Jabez opened the oven door, which had lost its handle and had to be operated by means of a pair of pliers, and drew toward the front of the oven two large sizzling pans, one on the oven floor, the other above it on the grating. As she looked at these pans and sniffed the appetizing smell that steamed up from them, Judith felt once more creeping over her body the same soft, pleasurable, almost erotic sensation and her lips fell again into that smile which might have answered a lover's kiss. In each pan was a large, upcurving mass, delicately brown, casting up a savory steam and oozing succulent juices into the rich, bubbling gravy beneath. With a big tin spoon Jabez lifted this steaming essence from the bottom of the pan and poured it over the big brown mounds. Some of it penetrated into the meat; some trickled appetizingly down the sides and back into the gravy pool.
"Is it near done, Uncle Jabez?"
There was a strained tenseness in the question.
"You damn betcha. We'll be a-lightin' into it afore ten minutes is past. The Bible says the full belly loathes the honeycomb; but to the hungry every bitter thing is sweet. So I reckon them two hind quarters'll slide daown kinder easy."
Uncle Jonah Cobb, who had been pacing up and down the floor, stopped at the arresting word honey and looked disappointed when nothing further was said about it.
"They don't do good 'ithout salt," he mumbled to himself, continuing his walk.
Corn cakes were frying on the top of the stove. The big table, roughly made of unplaned pine boards, was drawn into the middle of the room; and Jabez had unearthed from somewhere a tablecloth that had once been white. It was yellowed from long lying away and much creased and crumpled. But it was a tablecloth, and as such suggestive of feasts and holidays. With a strange assortment of broken handled knives and forks and cracked and crazed plates, the table was set for eight.
The overpowering aroma, acting upon the intensity of her craving appetite, affected Judith like a drug which makes the near and real seem vague and far away. She had afterwards a dim recollection of people moving restlessly about, striding up and down the floor and asking if it was time to sit down. But she hardly realized what was going on about her until she found herself seated at the table. Silently as if they had sprung out of the earth, Uncle Jonah and Aunt Selina were found sitting opposite her. Uncle Sam Whitmarsh was at her right hand and Jerry at her left. Her father and Uncle Amos Crupper were at the other end of the table.
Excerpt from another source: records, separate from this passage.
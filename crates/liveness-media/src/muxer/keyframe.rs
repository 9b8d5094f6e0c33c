use std::fs::File;
use std::path::{Path, PathBuf};
use std::sync::Arc;

use liveness_core::Clock;

use super::{LivenessMuxer, MuxerConfig, MuxerError};
use crate::codec::{BufferInfo, VideoFormat};
use crate::container::{ContainerWriter, FragmentedWriter};
use crate::segment::{OnMuxedSegment, SegmentTracker};

/// Fragmented-container backend. Each keyframe closes the previous fragment,
/// which then becomes a segment.
pub struct KeyframeMuxer {
    first_chunk_min_bytes: u64,
    clock: Arc<dyn Clock>,
    writer: Option<Box<dyn ContainerWriter>>,
    tracker: Option<SegmentTracker>,
    output: Option<PathBuf>,
    first_keyframe_received: bool,
}

impl KeyframeMuxer {
    pub fn new(config: &MuxerConfig, clock: Arc<dyn Clock>) -> Self {
        Self {
            first_chunk_min_bytes: config.keyframe_first_chunk_min_bytes,
            clock,
            writer: None,
            tracker: None,
            output: None,
            first_keyframe_received: false,
        }
    }
}

impl LivenessMuxer for KeyframeMuxer {
    fn start(
        &mut self,
        output: &Path,
        format: &VideoFormat,
        on_segment: OnMuxedSegment,
    ) -> Result<(), MuxerError> {
        let file = File::create(output)?;
        self.output = Some(output.to_path_buf());
        self.tracker = Some(SegmentTracker::open(
            output,
            self.first_chunk_min_bytes,
            self.clock.now_ms(),
            on_segment,
        )?);
        self.writer = Some(Box::new(FragmentedWriter::new(file, format)?));
        Ok(())
    }

    fn write(&mut self, data: &[u8], info: &BufferInfo) {
        let written = match self.writer.as_mut() {
            Some(writer) => writer.write_sample(data, info),
            None => Err(MuxerError::NotStarted),
        };
        if let Err(e) = written {
            tracing::error!(error = %e, "failed to write encoded sample to muxer; dropping frame");
        }

        // A lone keyframe is not streamable yet; the first one only arms
        // segmentation.
        if info.is_keyframe() {
            if !self.first_keyframe_received {
                self.first_keyframe_received = true;
            } else if let Some(tracker) = self.tracker.as_mut() {
                if tracker.notify_chunk() {
                    tracker.set_chunk_start(self.clock.now_ms());
                }
            }
        }
    }

    fn stop(&mut self) {
        if let Some(mut writer) = self.writer.take() {
            if let Err(e) = writer.finish() {
                tracing::debug!(error = %e, "muxer close failed");
            }
        }
        if let Some(mut tracker) = self.tracker.take() {
            tracker.notify_chunk();
        }
        if let Some(path) = self.output.take() {
            if let Err(e) = std::fs::remove_file(&path) {
                tracing::debug!(error = %e, path = %path.display(), "failed to delete staging file");
            }
        }
    }
}
//! Face geometry: distance estimation, overlap and oval-fit classification.
//!
//! Every function here is pure and total. Degenerate inputs (zero-sized
//! frames, zero-area rectangles, an unseeded initial IoU) produce a defined
//! value instead of a panic so the per-frame path never has to handle errors.

use crate::model::{FaceTargetChallenge, FaceTargetMatchingParameters, InstructionPrompt, Landmark, RectF};

/// Weight of the pupil distance in the calibrated face size.
const ALPHA: f32 = 2.0;
/// Weight of the eye-to-mouth distance in the calibrated face size.
const GAMMA: f32 = 1.8;
/// Fraction of the frame width covered by the static reference oval.
const STATIC_OVAL_RATIO: f32 = 0.8;
/// Progress value reported before the face has moved toward the oval.
const BASELINE_MATCH_PERCENTAGE: f32 = 0.25;

/// Where a detected face sits relative to the target oval.
#[derive(Debug, Clone, Copy, PartialEq, Eq)]
pub enum FaceOvalPosition {
    Matched,
    TooClose,
    TooFar,
    TooFarLeft,
    TooFarRight,
    TooFarUp,
    TooFarDown,
}

impl FaceOvalPosition {
    /// Instruction that moves the user toward a match.
    pub fn prompt(&self) -> InstructionPrompt {
        match self {
            Self::Matched => InstructionPrompt::HoldFaceDuringFreshness,
            Self::TooClose => InstructionPrompt::MoveFaceFurtherAway,
            Self::TooFar => InstructionPrompt::MoveFaceCloser,
            Self::TooFarLeft => InstructionPrompt::MoveFaceRight,
            Self::TooFarRight => InstructionPrompt::MoveFaceLeft,
            Self::TooFarUp => InstructionPrompt::MoveFaceDown,
            Self::TooFarDown => InstructionPrompt::MoveFaceUp,
        }
    }
}

/// Estimate how close the face is to the camera.
///
/// The pupil distance and the eye-centre-to-mouth distance are blended into a
/// calibrated face size, then normalised by the width of a static reference
/// oval for a `width` x `height` frame. Larger values mean a closer face.
///
/// Returns `f32::INFINITY` for a zero-sized frame so a distance gate built on
/// this value stays closed.
pub fn face_distance(
    left_eye: Landmark,
    right_eye: Landmark,
    mouth: Landmark,
    width: u32,
    height: u32,
) -> f32 {
    let pupil_distance = distance(left_eye, right_eye);
    let eye_center = Landmark::new((left_eye.x + right_eye.x) / 2.0, (left_eye.y + right_eye.y) / 2.0);
    let face_height = distance(eye_center, mouth);

    let calibrated = (ALPHA * pupil_distance + GAMMA * face_height) / 2.0 / ALPHA;
    let oval_width = static_oval_width(width as f32, height as f32);
    if oval_width <= 0.0 {
        return f32::INFINITY;
    }
    calibrated / oval_width
}

fn distance(a: Landmark, b: Landmark) -> f32 {
    let dx = a.x - b.x;
    let dy = a.y - b.y;
    (dx * dx + dy * dy).sqrt()
}

fn static_oval_width(width: f32, height: f32) -> f32 {
    let base = if width > height { 0.75 * height } else { width };
    STATIC_OVAL_RATIO * base
}

/// Standard intersection-over-union. `0.0` when disjoint, `1.0` when identical.
pub fn intersection_over_union(a: &RectF, b: &RectF) -> f32 {
    let x_a = a.left.max(b.left);
    let y_a = a.top.max(b.top);
    let x_b = a.right.min(b.right);
    let y_b = a.bottom.min(b.bottom);

    let intersection = (x_b - x_a).max(0.0) * (y_b - y_a).max(0.0);
    if intersection == 0.0 {
        return 0.0;
    }

    let area_a = (a.height() * a.width()).abs();
    let area_b = (b.height() * b.width()).abs();
    let union = area_a + area_b - intersection;
    if union <= 0.0 {
        return 0.0;
    }
    (intersection / union).clamp(0.0, 1.0)
}

/// Relative progress of the face toward the oval, in `[0, 1]`.
///
/// Progress is measured from the IoU seen when the oval first appeared
/// (`initial_iou`) to the target IoU threshold, mapped onto `[0.25, 1.0]`.
/// When `initial_iou` is `None` the current frame seeds it, which yields the
/// baseline value.
pub fn oval_fit_percentage(
    face: &RectF,
    oval: &RectF,
    matching: &FaceTargetMatchingParameters,
    initial_iou: Option<f32>,
) -> f32 {
    let current_iou = intersection_over_union(face, oval);
    let initial_iou = initial_iou.unwrap_or(current_iou);
    let span = matching.target_iou_threshold - initial_iou;

    if span.abs() <= f32::EPSILON {
        return if current_iou >= matching.target_iou_threshold {
            1.0
        } else {
            BASELINE_MATCH_PERCENTAGE
        };
    }

    let progress = 0.75 * (current_iou - initial_iou) / span + BASELINE_MATCH_PERCENTAGE;
    if progress.is_nan() {
        return BASELINE_MATCH_PERCENTAGE;
    }
    progress.clamp(0.0, 1.0)
}

/// Classify the face against the oval.
///
/// A match needs the IoU above the target threshold and the left, right and
/// bottom edges each within their tolerance of the oval. Otherwise size is
/// checked before position: a face overflowing both sides horizontally, or
/// taller than the oval and overflowing either its top or bottom, is
/// `TooClose`. Then the horizontal centre offset, then the vertical one;
/// anything left is a face too small to fill the oval.
pub fn oval_position(
    face: &RectF,
    oval: &RectF,
    matching: &FaceTargetMatchingParameters,
) -> FaceOvalPosition {
    let iou = intersection_over_union(face, oval);
    let match_width = oval.width() * matching.target_iou_width_threshold;
    let match_height = oval.height() * matching.target_iou_height_threshold;
    let face_width = oval.width() * matching.face_iou_width_threshold;
    let face_height = oval.height() * matching.face_iou_height_threshold;

    if iou > matching.target_iou_threshold
        && (oval.left - face.left).abs() < match_width
        && (oval.right - face.right).abs() < match_width
        && (oval.bottom - face.bottom).abs() < match_height
    {
        return FaceOvalPosition::Matched;
    }

    let overflows_horizontally =
        oval.left - face.left > face_width && face.right - oval.right > face_width;
    let overflows_vertically = face.height() > oval.height()
        && (oval.top - face.top > face_height || face.bottom - oval.bottom > face_height);
    if overflows_horizontally || overflows_vertically {
        return FaceOvalPosition::TooClose;
    }

    let dx = face.center_x() - oval.center_x();
    let dy = face.center_y() - oval.center_y();
    if dx.abs() > match_width {
        return if dx < 0.0 {
            FaceOvalPosition::TooFarLeft
        } else {
            FaceOvalPosition::TooFarRight
        };
    }
    if dy.abs() > match_height {
        return if dy < 0.0 {
            FaceOvalPosition::TooFarUp
        } else {
            FaceOvalPosition::TooFarDown
        };
    }

    if face.width() > oval.width() {
        FaceOvalPosition::TooClose
    } else {
        FaceOvalPosition::TooFar
    }
}

/// Guide rectangle described by a face-target challenge.
pub fn face_guide_rect(challenge: &FaceTargetChallenge) -> RectF {
    let left = challenge.target_center_x - challenge.target_width / 2.0;
    let top = challenge.target_center_y - challenge.target_height / 2.0;
    RectF::new(left, top, left + challenge.target_width, top + challenge.target_height)
}

/// Mirror a rectangle horizontally within a view `view_width` pixels wide.
pub fn mirror_rect(rect: &RectF, view_width: u32) -> RectF {
    let edge = view_width as f32 - 1.0;
    RectF::new((edge - rect.right).max(0.0), rect.top, edge - rect.left, rect.bottom)
}

/// Mirror a landmark horizontally within a view `view_width` pixels wide.
pub fn mirror_landmark(point: Landmark, view_width: u32) -> Landmark {
    Landmark::new((view_width as f32 - 1.0 - point.x).max(0.0), point.y)
}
Jabez brought one of the big roasting pans and setting it down at his end of the table on top of a piece of pine board began to carve. It must have been that all the others seated there felt like herself; for they seemed rapt and taken out of themselves as though they were religious devotees assisting at some sacred rite. There was a tense look in every face and every eye gleamed and glittered. Judith thought she had never seen such a light in any eyes before. She had seen the light of love, of anger, of jealousy shining from people's eyes. But such expressions were weak and volatile compared with this. It was a look that expressed something more basic than anger, more enduring than love, more all-compelling than jealousy. The eyes were all fixed steadily upon one object, the roasting pan at Jabez' end of the table. The silence was tense with ravenous expectancy.